Why does defining __getitem__ on a class make it iterable in python?

Why does defining __getitem__ on a class make it iterable?

For instance if I write:

class b:
  def __getitem__(self, k):
    return k

cb = b()

for k in cb:
  print k

I get the output:

0
1
2
3
4
5
6
7
8
...

I would really expect to see an error returned from "for k in cb:"


Iteration's support for __getitem__ can be seen as a "legacy feature" which allowed smoother transition when PEP234 introduced iterability as a primary concept. It only applies to classes without __iter__ whose __getitem__ accepts integers 0, 1, &c, and raises IndexError once the index gets too high (if ever), typically "sequence" classes coded before __iter__ appeared (though nothing stops you from coding new classes this way too).

Personally, I would rather not rely on this in new code, though it's not deprecated nor is it going away (works fine in Python 3 too), so this is just a matter of style and taste ("explicit is better than implicit" so I'd rather explicitly support iterability rather than rely on __getitem__ supporting it implicitly for me -- but, not a bigge).

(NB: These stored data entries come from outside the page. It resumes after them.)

#[test]
fn test_ray_counts_and_progress_are_monotonic() {
    let grid = sphere_lattice(1.0, 0.25, &|_| continuum_species(1.0, 1.0e-6));
    let mols = vec![line_mol(1.0e11)];
    let scene = Scene {
        grid: &grid,
        mols: &mols,
        velocity: None,
        mesh: None,
        walker: None,
    };
    let cfg = RenderConfig {
        radius: 1.0,
        min_scale: 0.01,
        antialias: 3,
        threads: 2,
        ..Default::default()
    };

    let reports = Mutex::new(Vec::<f64>::new());
    let progress = |f: f64| reports.lock().unwrap().push(f);
    let cube = render(&scene, &cfg, &continuum_image(), Some(&progress)).unwrap();

    // Never below the antialiasing minimum; interior points all land in
    // some pixel, so the total exceeds the uniform floor.
    assert!(cube.pixels().iter().all(|px| px.num_rays >= 3));
    let total: u64 = cube.pixels().iter().map(|px| u64::from(px.num_rays)).sum();
    assert!(total >= 64 * 3);
    assert!(total >= grid.n_interior() as u64);

    let reports = reports.into_inner().unwrap();
    assert!(!reports.is_empty());
    for pair in reports.windows(2) {
        assert!(pair[1] >= pair[0], "progress regressed: {pair:?}");
    }
    assert_eq!(*reports.last().unwrap(), 1.0);
}

#[test]
fn test_unknown_algorithm_selector_is_fatal() {
    let grid = sphere_lattice(1.0, 0.5, &|_| continuum_species(1.0, 1.0e-6));
    let mols = vec![line_mol(1.0e11)];
    let scene = Scene {
        grid: &grid,
        mols: &mols,
        velocity: None,
        mesh: None,
        walker: None,
    };
    let cfg = RenderConfig {
        radius: 1.0,
        trace_algorithm: 7,
        ..Default::default()
    };
    assert!(matches!(
        render(&scene, &cfg, &continuum_image(), None),
        Err(RenderError::UnknownAlgorithm(7))
    ));
}

#[test]
fn test_smooth_prerequisites_are_checked() {
    let (grid, mesh) = cube_lattice(1, 0.5, &|_| line_species(1.0));
    let mols = vec![line_mol(1.0e11)];
    let cfg = RenderConfig {
        radius: 2.0,
        trace_algorithm: 1,
        ..Default::default()
    };

    let scene = Scene {
        grid: &grid,
        mols: &mols,
        velocity: Some(&ZeroVelocity),
        mesh: None,
        walker: None,
    };
    assert!(matches!(
        render(&scene, &cfg, &line_image(), None),
        Err(RenderError::MissingTessellation)
    ));

    let walker = BruteForceWalker {
        mesh: &mesh,
        grid: &grid,
    };
    let scene = Scene {
        grid: &grid,
        mols: &mols,
        velocity: None,
        mesh: Some(&mesh),
        walker: Some(&walker),
    };
    assert!(matches!(
        render(&scene, &cfg, &line_image(), None),
        Err(RenderError::MissingVelocityField)
    ));
}

#[test]
fn test_optical_depth_scales_with_density() {
    let mols = vec![line_mol(1.0e11)];
    let resolved = resolve_image(&line_image(), &mols, false).unwrap();
    let mut taus = Vec::new();

    for scale in [1.0, 10.0] {
        let grid = sphere_lattice(1.0, 0.25, &|_| line_species(scale));
        let aux = build_aux(&grid, &mols);
        let lines = line_refs(&mols);
        let ctx = TraceContext {
            grid: &grid,
            mols: &mols,
            aux: &aux,
            lines: &lines,
            img: &resolved,
            polarization: false,
            radius_squ: 1.0,
            cutoff: 1.0e-10,
            velocity: Some(&ZeroVelocity),
        };
        let mut ray = RaySpectrum::new(resolved.nchan);
        PiecewiseTracer.integrate(0.11, -0.06, &ctx, &mut ray);
        assert!(ray.tau.iter().all(|&t| t >= 0.0));
        assert!(ray.intensity.iter().all(|&v| v >= 0.0));
        assert!(ray.tau[2] > 0.0);
        taus.push(ray.tau.clone());
    }

    // Optically thin: the accumulated depth is linear in density.
    for c in 0..taus[0].len() {
        let ratio = taus[1][c] / taus[0][c];
        assert!(
            (ratio - 10.0).abs() < 1.0e-6 * 10.0,
            "channel {c}: ratio {ratio}"
        );
    }
}

#[test]
fn test_tracers_converge_on_uniform_model() {
    // Constant density inside |p|inf <= 1, ramping to zero on the outer
    // lattice shell. Both tracers then see the same column: the piecewise
    // Voronoi cells add half a cell width per side, the smooth ramp
    // integrates to the same.
    let h = 0.5;
    let fill = |p: &Point3| {
        let m = p.x.abs().max(p.y.abs()).max(p.z.abs());
        if m <= 1.0 + 1.0e-9 {
            line_species(1.0)
        } else {
            line_species(0.0)
        }
    };
    let (grid, mesh) = cube_lattice(3, h, &fill);
    let mols = vec![line_mol(1.0e11)];
    let aux = build_aux(&grid, &mols);
    let lines = line_refs(&mols);
    let resolved = resolve_image(&line_image(), &mols, false).unwrap();
    let ctx = TraceContext {
        grid: &grid,
        mols: &mols,
        aux: &aux,
        lines: &lines,
        img: &resolved,
        polarization: false,
        radius_squ: 9.0,
        cutoff: 1.0e-10,
        velocity: Some(&ZeroVelocity),
    };

    let mut piecewise = RaySpectrum::new(resolved.nchan);
    PiecewiseTracer.integrate(0.13, 0.07, &ctx, &mut piecewise);

    let walker = BruteForceWalker {
        mesh: &mesh,
        grid: &grid,
    };
    let smooth_tracer = SmoothTracer::new(&mesh, &walker, &ZeroVelocity);
    let mut smooth = RaySpectrum::new(resolved.nchan);
    smooth_tracer.integrate(0.13, 0.07, &ctx, &mut smooth);

    let column = 2.0 + h; // constant region plus half a cell each side
    for c in 0..resolved.nchan {
        let v_chan = (c as f64 - 2.0) * 60.0;
        let vfac = (-(v_chan * BINV).powi(2)).exp();
        let tau = vfac * line_alpha_unit() * column;
        let expected = line_source_fn() * (1.0 - (-tau).exp());

        assert!(
            (piecewise.intensity[c] - expected).abs() < 2.0e-3 * expected,
            "piecewise channel {c}: {} vs {expected}",
            piecewise.intensity[c]
        );
        assert!(
            (smooth.intensity[c] - piecewise.intensity[c]).abs()
                < 0.01 * piecewise.intensity[c],
            "channel {c}: smooth {} vs piecewise {}",
            smooth.intensity[c],
            piecewise.intensity[c]
        );
        assert!(
            (smooth.tau[c] - piecewise.tau[c]).abs() < 0.01 * piecewise.tau[c],
            "channel {c}: smooth tau {} vs piecewise tau {}",
            smooth.tau[c],
            piecewise.tau[c]
        );
    }
}

#[test]
fn test_polarized_render_has_fixed_stokes_ratios() {
    // Uniform field along x, face-on: Q/I is the fixed geometric ratio
    // p / (1 - p (1 - 2/3)) and U vanishes.
    let grid = sphere_lattice(1.0, 0.25, &|_| line_species(1.0));
    let mols = vec![line_mol(1.0e11)];
    let scene = Scene {
        grid: &grid,
        mols: &mols,
        velocity: None,
        mesh: None,
        walker: None,
    };
    let cfg = RenderConfig {
        radius: 1.0,
        min_scale: 0.01,
        antialias: 4,
        threads: 2,
        polarization: true,
        ..Default::default()
    };
    let mut img = ImageParams::new(8, 0.3, 1.0);
    img.trans = Some(0);
    img.theta = 0.0;

    let cube = render(&scene, &cfg, &img, None).unwrap();
    assert_eq!(cube.nchan, 3);

    let px = cube.pixel(4, 4);
    let p = specline_mol::MAX_POLARIZATION;
    let expected_ratio = p / (1.0 - p / 3.0);
    assert!(px.intensity[0] > 0.0);
    let ratio = px.intensity[1] / px.intensity[0];
    assert!(
        (ratio - expected_ratio).abs() < 1.0e-9,
        "Q/I = {ratio}, expected {expected_ratio}"
    );
    assert!(px.intensity[2].abs() < 1.0e-12 * px.intensity[0]);
}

If you take a look at PEP234 defining iterators, it says:

1. An object can be iterated over with "for" if it implements
   __iter__() or __getitem__().

2. An object can function as an iterator if it implements next().

__getitem__ predates the iterator protocol, and was in the past the only way to make things iterable. As such, it's still supported as a method of iterating. Essentially, the protocol for iteration is:

  1. Check for an __iter__ method. If it exists, use the new iteration protocol.

  2. Otherwise, try calling __getitem__ with successively larger integer values until it raises IndexError.

(2) used to be the only way of doing this, but had the disadvantage that it assumed more than was needed to support just iteration. To support iteration, you had to support random access, which was much more expensive for things like files or network streams where going forwards was easy, but going backwards would require storing everything. __iter__ allowed iteration without random access, but since random access usually allows iteration anyway, and because breaking backward compatability would be bad, __getitem__ is still supported.


Special methods such as __getitem__ add special behaviors to objects, including iteration.

http://docs.python.org/reference/datamodel.html#object.getitem

"for loops expect that an IndexError will be raised for illegal indexes to allow proper detection of the end of the sequence."

Raise IndexError to signal the end of the sequence.

Your code is basically equivalent to:

i = 0
while True:
    try:
        yield object[i]
        i += 1
    except IndexError:
        break

Where object is what you're iterating over in the for loop.


This is so for historical reasons. Prior to Python 2.2 __getitem__ was the only way to create a class that could be iterated over with the for loop. In 2.2 the __iter__ protocol was added but to retain backwards compatibility __getitem__ still works in for loops.